The next prisoner, another young man, had trespassed in a private garden; he was not accused of stealing anything, but his fine was three times as much as the thief’s.

Everything about the process was humiliating, but Yalda prepared herself to swallow her pride. Tullia had offered to help her find the money for her fine; Daria would probably be willing to loan her a few dozen pieces. She could be out of this place by nightfall if she was suitably humble and penitent. And whatever blame fell upon her for Antonia’s fate, there was nothing to be gained by making trouble for herself.
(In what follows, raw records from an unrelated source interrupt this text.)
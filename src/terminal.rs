// Copyright (c) 2026 oxyzenq

use std::io::{stdout, Result, Stdout, Write};

use crossterm::{
    cursor, event,
    style::{
        Attribute, Color, Print, ResetColor, SetAttribute, SetBackgroundColor, SetForegroundColor,
    },
    terminal, ExecutableCommand, QueueableCommand,
};

use crate::frame::Cell;
use crate::frame::Frame;

pub struct Terminal {
    stdout: Stdout,
    last: Option<Vec<Cell>>,
    last_size: (u16, u16),
}

impl Terminal {
    pub fn new() -> Result<Self> {
        let mut out = stdout();
        terminal::enable_raw_mode()?;
        let init_res: Result<()> = (|| {
            out.execute(terminal::EnterAlternateScreen)?;
            out.execute(cursor::Hide)?;
            let _ = out.execute(terminal::DisableLineWrap);
            out.execute(SetAttribute(Attribute::Reset))?;
            out.execute(ResetColor)?;
            out.execute(terminal::Clear(terminal::ClearType::All))?;
            out.flush()?;
            Ok(())
        })();
        if let Err(e) = init_res {
            restore_terminal_best_effort();
            return Err(e);
        }
        Ok(Self {
            stdout: out,
            last: None,
            last_size: (0, 0),
        })
    }

    pub fn size(&self) -> Result<(u16, u16)> {
        terminal::size()
    }

    pub fn poll_event(timeout: std::time::Duration) -> Result<bool> {
        event::poll(timeout)
    }

    pub fn read_event() -> Result<event::Event> {
        event::read()
    }

    pub fn draw(&mut self, frame: &mut Frame) -> Result<()> {
        let size = (frame.width, frame.height);
        let total = frame.width as usize * frame.height as usize;
        let resized = self.last.is_none() || self.last_size != size;

        // A mostly-dirty frame is cheaper to repaint in one sweep.
        let dirty_is_large = total > 0 && frame.dirty_indices().len() >= total / 3;

        if resized || frame.is_dirty_all() || dirty_is_large {
            self.full_redraw(frame, resized)?;
        } else {
            self.patch_redraw(frame)?;
        }

        self.last_size = size;
        self.stdout.queue(SetAttribute(Attribute::Reset))?;
        self.stdout.queue(ResetColor)?;
        self.stdout.flush()?;
        frame.clear_dirty();
        Ok(())
    }

    fn full_redraw(&mut self, frame: &Frame, clear_screen: bool) -> Result<()> {
        if clear_screen {
            self.stdout
                .queue(terminal::Clear(terminal::ClearType::All))?;
        }

        let total = frame.width as usize * frame.height as usize;
        let mut last = vec![Cell::blank_with_bg(None); total];
        let mut pen = Pen::default();

        for y in 0..frame.height {
            self.stdout.queue(cursor::MoveTo(0, y))?;
            for x in 0..frame.width {
                let idx = y as usize * frame.width as usize + x as usize;
                let cell = frame.cell_at_index(idx);
                pen.apply(&mut self.stdout, &cell)?;
                self.stdout.queue(Print(cell.ch))?;
                last[idx] = cell;
            }
        }

        self.last = Some(last);
        Ok(())
    }

    fn patch_redraw(&mut self, frame: &Frame) -> Result<()> {
        let last = self.last.as_mut().expect("patch only after a full draw");
        let width = frame.width as usize;

        let mut dirty: Vec<usize> = frame.dirty_indices().to_vec();
        dirty.sort_unstable();

        let mut pen = Pen::default();
        let mut cur_pos: Option<(u16, u16)> = None;

        for idx in dirty {
            let cell = frame.cell_at_index(idx);
            if last.get(idx).copied() == Some(cell) {
                continue;
            }
            last[idx] = cell;

            let x = (idx % width) as u16;
            let y = (idx / width) as u16;
            if cur_pos != Some((x, y)) {
                self.stdout.queue(cursor::MoveTo(x, y))?;
            }
            pen.apply(&mut self.stdout, &cell)?;
            self.stdout.queue(Print(cell.ch))?;

            let next_x = x.saturating_add(1);
            cur_pos = if next_x < frame.width {
                Some((next_x, y))
            } else {
                None
            };
        }
        Ok(())
    }
}

/// Tracks the attributes last sent so redundant escape sequences are skipped.
#[derive(Default)]
struct Pen {
    fg: Option<Option<Color>>,
    bg: Option<Option<Color>>,
    bold: Option<bool>,
}

impl Pen {
    fn apply(&mut self, out: &mut Stdout, cell: &Cell) -> Result<()> {
        if self.fg != Some(cell.fg) {
            out.queue(SetForegroundColor(cell.fg.unwrap_or(Color::Reset)))?;
            self.fg = Some(cell.fg);
        }
        if self.bg != Some(cell.bg) {
            out.queue(SetBackgroundColor(cell.bg.unwrap_or(Color::Reset)))?;
            self.bg = Some(cell.bg);
        }
        if self.bold != Some(cell.bold) {
            out.queue(SetAttribute(if cell.bold {
                Attribute::Bold
            } else {
                Attribute::NormalIntensity
            }))?;
            self.bold = Some(cell.bold);
        }
        Ok(())
    }
}

impl Drop for Terminal {
    fn drop(&mut self) {
        restore_terminal_best_effort();
    }
}

pub fn restore_terminal_best_effort() {
    let mut out = stdout();
    let _ = out.execute(SetAttribute(Attribute::Reset));
    let _ = out.execute(ResetColor);
    let _ = out.execute(cursor::Show);
    let _ = out.execute(terminal::EnableLineWrap);
    let _ = out.execute(terminal::LeaveAlternateScreen);
    let _ = terminal::disable_raw_mode();
    let _ = out.flush();
}
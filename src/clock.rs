// Copyright (c) 2026 oxyzenq

use std::time::{Duration, Instant};

/// Fixed-interval pacing for the driver loop. The loop sleeps (via event
/// poll timeout) until `deadline`, runs one tick, then advances. Changing
/// the period goes through `restart`.
#[derive(Clone, Copy, Debug)]
pub struct FrameClock {
    period: Duration,
    next: Instant,
}

impl FrameClock {
    pub fn start(period: Duration, now: Instant) -> Self {
        Self { period, next: now }
    }

    pub fn period(&self) -> Duration {
        self.period
    }

    pub fn deadline(&self) -> Instant {
        self.next
    }

    pub fn due(&self, now: Instant) -> bool {
        now >= self.next
    }

    /// Schedules the next tick. If the work ran long, the schedule snaps
    /// to `now` instead of accumulating a backlog of missed ticks.
    pub fn advance(&mut self, now: Instant) {
        self.next += self.period;
        if now > self.next {
            self.next = now;
        }
    }

    pub fn restart(&mut self, period: Duration, now: Instant) {
        self.period = period;
        self.next = now;
    }

    /// Shifts the deadline forward, used when resuming from pause.
    pub fn defer(&mut self, by: Duration) {
        self.next += by;
    }
}

#[cfg(test)]
mod tests {
    use super::*;

    #[test]
    fn ticks_at_fixed_period() {
        let t0 = Instant::now();
        let mut clock = FrameClock::start(Duration::from_millis(35), t0);
        assert!(clock.due(t0));

        clock.advance(t0);
        assert!(!clock.due(t0 + Duration::from_millis(34)));
        assert!(clock.due(t0 + Duration::from_millis(35)));
    }

    #[test]
    fn advance_snaps_forward_after_a_long_tick() {
        let t0 = Instant::now();
        let mut clock = FrameClock::start(Duration::from_millis(35), t0);
        let late = t0 + Duration::from_millis(500);
        clock.advance(late);
        assert_eq!(clock.deadline(), late);
    }

    #[test]
    fn restart_applies_a_new_period() {
        let t0 = Instant::now();
        let mut clock = FrameClock::start(Duration::from_millis(35), t0);
        clock.restart(Duration::from_millis(28), t0);
        assert_eq!(clock.period(), Duration::from_millis(28));
        clock.advance(t0);
        assert_eq!(clock.deadline(), t0 + Duration::from_millis(28));
    }
}
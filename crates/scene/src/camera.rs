use glam::{Mat4, Vec3};
use lumen_common::{CameraControls, Transform};
use serde::{Deserialize, Serialize};
use std::f32::consts::{FRAC_PI_2, FRAC_PI_4};

/// Pitch stays just short of straight up/down so the view basis never
/// degenerates.
pub const PITCH_LIMIT: f32 = FRAC_PI_2 - 1e-4;

#[derive(Debug, Clone, Copy, PartialEq, Default, Serialize, Deserialize)]
#[serde(tag = "kind", rename_all = "snake_case")]
pub enum Projection {
    #[default]
    Perspective,
    /// Parallel projection showing `height` world units vertically.
    Orthographic { height: f32 },
}

/// Free-flying camera driven by [`CameraControls`].
///
/// Camera motion happens outside the scene's entity set; it only changes
/// what is seen.
#[derive(Debug, Clone, PartialEq)]
pub struct Camera {
    transform: Transform,
    pub move_speed: f32,
    /// Radians per pixel of mouse movement.
    pub look_speed: f32,
    /// Speed multiplier while boost is held.
    pub boost: f32,
    fov: f32,
    aspect: f32,
    near: f32,
    far: f32,
    projection: Projection,
}

impl Default for Camera {
    fn default() -> Self {
        Self::new(Vec3::new(0.0, 0.0, 15.0), 4.0, 0.005, FRAC_PI_4, 16.0 / 9.0)
    }
}

impl Camera {
    pub fn new(position: Vec3, move_speed: f32, look_speed: f32, fov: f32, aspect: f32) -> Self {
        Self {
            transform: Transform::from_position(position),
            move_speed,
            look_speed,
            boost: 3.0,
            fov,
            aspect,
            near: 0.1,
            far: 1000.0,
            projection: Projection::Perspective,
        }
    }

    pub fn transform(&self) -> &Transform {
        &self.transform
    }

    pub fn transform_mut(&mut self) -> &mut Transform {
        &mut self.transform
    }

    pub fn position(&self) -> Vec3 {
        self.transform.position()
    }

    /// Vertical field of view in radians.
    pub fn fov(&self) -> f32 {
        self.fov
    }

    pub fn set_fov(&mut self, fov: f32) {
        self.fov = fov;
    }

    pub fn aspect(&self) -> f32 {
        self.aspect
    }

    /// Update the aspect ratio after a resize. Non-finite or non-positive
    /// values (a minimised window) are ignored.
    pub fn set_aspect(&mut self, aspect: f32) {
        if aspect.is_finite() && aspect > 0.0 {
            self.aspect = aspect;
        }
    }

    pub fn near(&self) -> f32 {
        self.near
    }

    pub fn far(&self) -> f32 {
        self.far
    }

    pub fn set_clip_planes(&mut self, near: f32, far: f32) {
        self.near = near;
        self.far = far;
    }

    pub fn projection(&self) -> Projection {
        self.projection
    }

    pub fn set_projection(&mut self, projection: Projection) {
        self.projection = projection;
    }

    /// Apply one frame of movement and mouse look.
    pub fn update(&mut self, dt: f32, controls: &CameraControls) {
        let mut speed = dt * self.move_speed;
        if controls.boost {
            speed *= self.boost;
        }

        if controls.local != Vec3::ZERO {
            self.transform.move_relative(controls.local * speed);
        }
        if controls.vertical != 0.0 {
            self.transform
                .move_absolute(Vec3::new(0.0, controls.vertical * speed, 0.0));
        }

        if controls.looking && controls.look_delta != glam::Vec2::ZERO {
            let yaw = -controls.look_delta.x * self.look_speed;
            let pitch = -controls.look_delta.y * self.look_speed;
            self.transform.rotate(Vec3::new(pitch, yaw, 0.0));

            let mut rotation = self.transform.rotation();
            rotation.x = rotation.x.clamp(-PITCH_LIMIT, PITCH_LIMIT);
            self.transform.set_rotation(rotation);
        }
    }

    pub fn view_matrix(&self) -> Mat4 {
        Mat4::look_to_rh(self.transform.position(), self.transform.forward(), Vec3::Y)
    }

    pub fn projection_matrix(&self) -> Mat4 {
        match self.projection {
            Projection::Perspective => {
                Mat4::perspective_rh(self.fov, self.aspect, self.near, self.far)
            }
            Projection::Orthographic { height } => {
                let half_h = height * 0.5;
                let half_w = half_h * self.aspect;
                Mat4::orthographic_rh(-half_w, half_w, -half_h, half_h, self.near, self.far)
            }
        }
    }

    pub fn view_projection(&self) -> Mat4 {
        self.projection_matrix() * self.view_matrix()
    }
}

#[cfg(test)]
mod tests {
    use super::*;
    use glam::{Vec2, Vec4Swizzles};

    fn forward_pressed() -> CameraControls {
        CameraControls {
            local: Vec3::NEG_Z,
            ..Default::default()
        }
    }

    #[test]
    fn default_camera_sees_origin() {
        let cam = Camera::default();
        let clip = cam.view_projection() * glam::Vec4::new(0.0, 0.0, 0.0, 1.0);
        let ndc = clip.xyz() / clip.w;
        assert!(ndc.x.abs() < 1e-5 && ndc.y.abs() < 1e-5);
        assert!((0.0..=1.0).contains(&ndc.z));
    }

    #[test]
    fn forward_moves_toward_origin() {
        let mut cam = Camera::default();
        cam.update(1.0, &forward_pressed());
        assert!((cam.position().z - 11.0).abs() < 1e-5);
    }

    #[test]
    fn boost_multiplies_speed() {
        let mut cam = Camera::default();
        let controls = CameraControls {
            boost: true,
            ..forward_pressed()
        };
        cam.update(0.5, &controls);
        assert!((cam.position().z - (15.0 - 4.0 * 0.5 * 3.0)).abs() < 1e-4);
    }

    #[test]
    fn vertical_is_world_space() {
        let mut cam = Camera::default();
        cam.transform_mut().set_rotation(Vec3::new(0.7, 0.3, 0.0));
        cam.update(
            1.0,
            &CameraControls {
                vertical: 1.0,
                ..Default::default()
            },
        );
        let p = cam.position();
        assert!((p.y - 4.0).abs() < 1e-5);
        assert!((p.x).abs() < 1e-5);
    }

    #[test]
    fn look_right_turns_right() {
        let mut cam = Camera::default();
        cam.update(
            0.016,
            &CameraControls {
                looking: true,
                look_delta: Vec2::new(100.0, 0.0),
                ..Default::default()
            },
        );
        assert!(cam.transform().forward().x > 0.0);
    }

    #[test]
    fn look_without_button_does_nothing() {
        let mut cam = Camera::default();
        cam.update(
            0.016,
            &CameraControls {
                looking: false,
                look_delta: Vec2::new(100.0, 50.0),
                ..Default::default()
            },
        );
        assert_eq!(cam.transform().rotation(), Vec3::ZERO);
    }

    #[test]
    fn pitch_is_clamped() {
        let mut cam = Camera::default();
        cam.update(
            0.016,
            &CameraControls {
                looking: true,
                look_delta: Vec2::new(0.0, -100_000.0),
                ..Default::default()
            },
        );
        assert!((cam.transform().rotation().x - PITCH_LIMIT).abs() < 1e-6);
        assert!(!cam.view_matrix().is_nan());
    }

    #[test]
    fn aspect_ignores_degenerate_values() {
        let mut cam = Camera::default();
        cam.set_aspect(0.0);
        cam.set_aspect(f32::NAN);
        assert!((cam.aspect() - 16.0 / 9.0).abs() < 1e-6);
        cam.set_aspect(2.0);
        assert_eq!(cam.aspect(), 2.0);
    }

    #[test]
    fn orthographic_projection_is_finite() {
        let mut cam = Camera::default();
        cam.set_projection(Projection::Orthographic { height: 10.0 });
        let m = cam.projection_matrix();
        assert!(!m.is_nan());
        // Orthographic projections keep w = 1.
        assert_eq!(m.w_axis.w, 1.0);
    }
}
use crate::resources::{
    DEPTH_FORMAT, GpuCubemap, GpuMesh, GpuTexture, create_depth_texture, sampler_descriptor,
};
use crate::shaders;
use crate::uniforms::{DrawUniforms, FrameUniforms, GpuVertex, MaterialParams, aligned_stride};
use lumen_assets::{ColorSpace, MeshHandle, TextureData, TextureHandle};
use lumen_render::FramePacket;
use lumen_scene::{Material, MaterialHandle, SamplerSettings, Scene, ShadingModel, TextureSlot};
use std::collections::{BTreeMap, HashMap};
use wgpu::util::DeviceExt;

/// What a material's bind group was built from. A change means rebuild.
#[derive(Debug, Clone, Copy, PartialEq, Eq)]
struct MaterialKey {
    albedo: Option<TextureHandle>,
    normal: Option<TextureHandle>,
    sampler: SamplerSettings,
}

impl From<&Material> for MaterialKey {
    fn from(m: &Material) -> Self {
        Self {
            albedo: m.texture(TextureSlot::Albedo),
            normal: m.texture(TextureSlot::Normal),
            sampler: m.sampler(),
        }
    }
}

struct GpuMaterial {
    key: MaterialKey,
    params: MaterialParams,
    bind_group: wgpu::BindGroup,
}

struct GpuSky {
    mesh: MeshHandle,
    bind_group: wgpu::BindGroup,
    // Keeps the cube texture alive for the bind group.
    _cubemap: GpuCubemap,
}

/// wgpu-based scene renderer.
pub struct WgpuRenderer {
    pipelines: BTreeMap<ShadingModel, wgpu::RenderPipeline>,
    sky_pipeline: wgpu::RenderPipeline,
    frame_buffer: wgpu::Buffer,
    frame_bind_group: wgpu::BindGroup,
    draw_layout: wgpu::BindGroupLayout,
    draw_buffer: wgpu::Buffer,
    draw_bind_group: wgpu::BindGroup,
    draw_capacity: usize,
    draw_stride: u64,
    material_layout: wgpu::BindGroupLayout,
    sky_layout: wgpu::BindGroupLayout,
    meshes: BTreeMap<MeshHandle, GpuMesh>,
    textures: BTreeMap<TextureHandle, GpuTexture>,
    samplers: HashMap<SamplerSettings, wgpu::Sampler>,
    materials: Vec<GpuMaterial>,
    default_albedo: GpuTexture,
    default_normal: GpuTexture,
    sky: Option<GpuSky>,
    depth_texture: wgpu::TextureView,
    surface_format: wgpu::TextureFormat,
}

fn texture_entry(binding: u32, view_dimension: wgpu::TextureViewDimension) -> wgpu::BindGroupLayoutEntry {
    wgpu::BindGroupLayoutEntry {
        binding,
        visibility: wgpu::ShaderStages::FRAGMENT,
        ty: wgpu::BindingType::Texture {
            sample_type: wgpu::TextureSampleType::Float { filterable: true },
            view_dimension,
            multisampled: false,
        },
        count: None,
    }
}

fn sampler_entry(binding: u32) -> wgpu::BindGroupLayoutEntry {
    wgpu::BindGroupLayoutEntry {
        binding,
        visibility: wgpu::ShaderStages::FRAGMENT,
        ty: wgpu::BindingType::Sampler(wgpu::SamplerBindingType::Filtering),
        count: None,
    }
}

fn uniform_entry(binding: u32, dynamic: bool, size: u64) -> wgpu::BindGroupLayoutEntry {
    wgpu::BindGroupLayoutEntry {
        binding,
        visibility: wgpu::ShaderStages::VERTEX_FRAGMENT,
        ty: wgpu::BindingType::Buffer {
            ty: wgpu::BufferBindingType::Uniform,
            has_dynamic_offset: dynamic,
            min_binding_size: wgpu::BufferSize::new(size),
        },
        count: None,
    }
}

struct PipelineDesc<'a> {
    label: &'a str,
    layout: &'a wgpu::PipelineLayout,
    source: String,
    format: wgpu::TextureFormat,
    cull_mode: wgpu::Face,
    depth_write: bool,
    depth_compare: wgpu::CompareFunction,
}

fn create_pipeline(device: &wgpu::Device, desc: PipelineDesc<'_>) -> wgpu::RenderPipeline {
    let shader = device.create_shader_module(wgpu::ShaderModuleDescriptor {
        label: Some(desc.label),
        source: wgpu::ShaderSource::Wgsl(desc.source.into()),
    });

    device.create_render_pipeline(&wgpu::RenderPipelineDescriptor {
        label: Some(desc.label),
        layout: Some(desc.layout),
        vertex: wgpu::VertexState {
            module: &shader,
            entry_point: Some("vs_main"),
            compilation_options: Default::default(),
            buffers: &[GpuVertex::layout()],
        },
        fragment: Some(wgpu::FragmentState {
            module: &shader,
            entry_point: Some("fs_main"),
            compilation_options: Default::default(),
            targets: &[Some(wgpu::ColorTargetState {
                format: desc.format,
                blend: Some(wgpu::BlendState::REPLACE),
                write_mask: wgpu::ColorWrites::ALL,
            })],
        }),
        primitive: wgpu::PrimitiveState {
            topology: wgpu::PrimitiveTopology::TriangleList,
            front_face: wgpu::FrontFace::Ccw,
            cull_mode: Some(desc.cull_mode),
            ..Default::default()
        },
        depth_stencil: Some(wgpu::DepthStencilState {
            format: DEPTH_FORMAT,
            depth_write_enabled: desc.depth_write,
            depth_compare: desc.depth_compare,
            stencil: Default::default(),
            bias: Default::default(),
        }),
        multisample: Default::default(),
        multiview: None,
        cache: None,
    })
}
No one was going to rise up against the Council to overthrow the law on runaways because one fat solo argued with the police about an unrelated assault.

When her turn came, a guard unclamped her chain from the wall and ushered her in front of the sergeant’s desk.

“Are you Yalda, daughter of Vito?”

“Yes, sir.” The sound of her father’s name stung; Yalda had no wish to imagine him witnessing any of this.

The sergeant scanned the paper in front of him. “You are charged, firstly, with possession of a substance contrary to the order of nature and the public good. Do you dispute the charge?”

“No, sir.” In the darkness of her cell she’d rehearsed speeches on the insanity of banning a drug that spared the world fatherless children, fantasizing about the power of her impeccable logic to sway even the most hostile audience.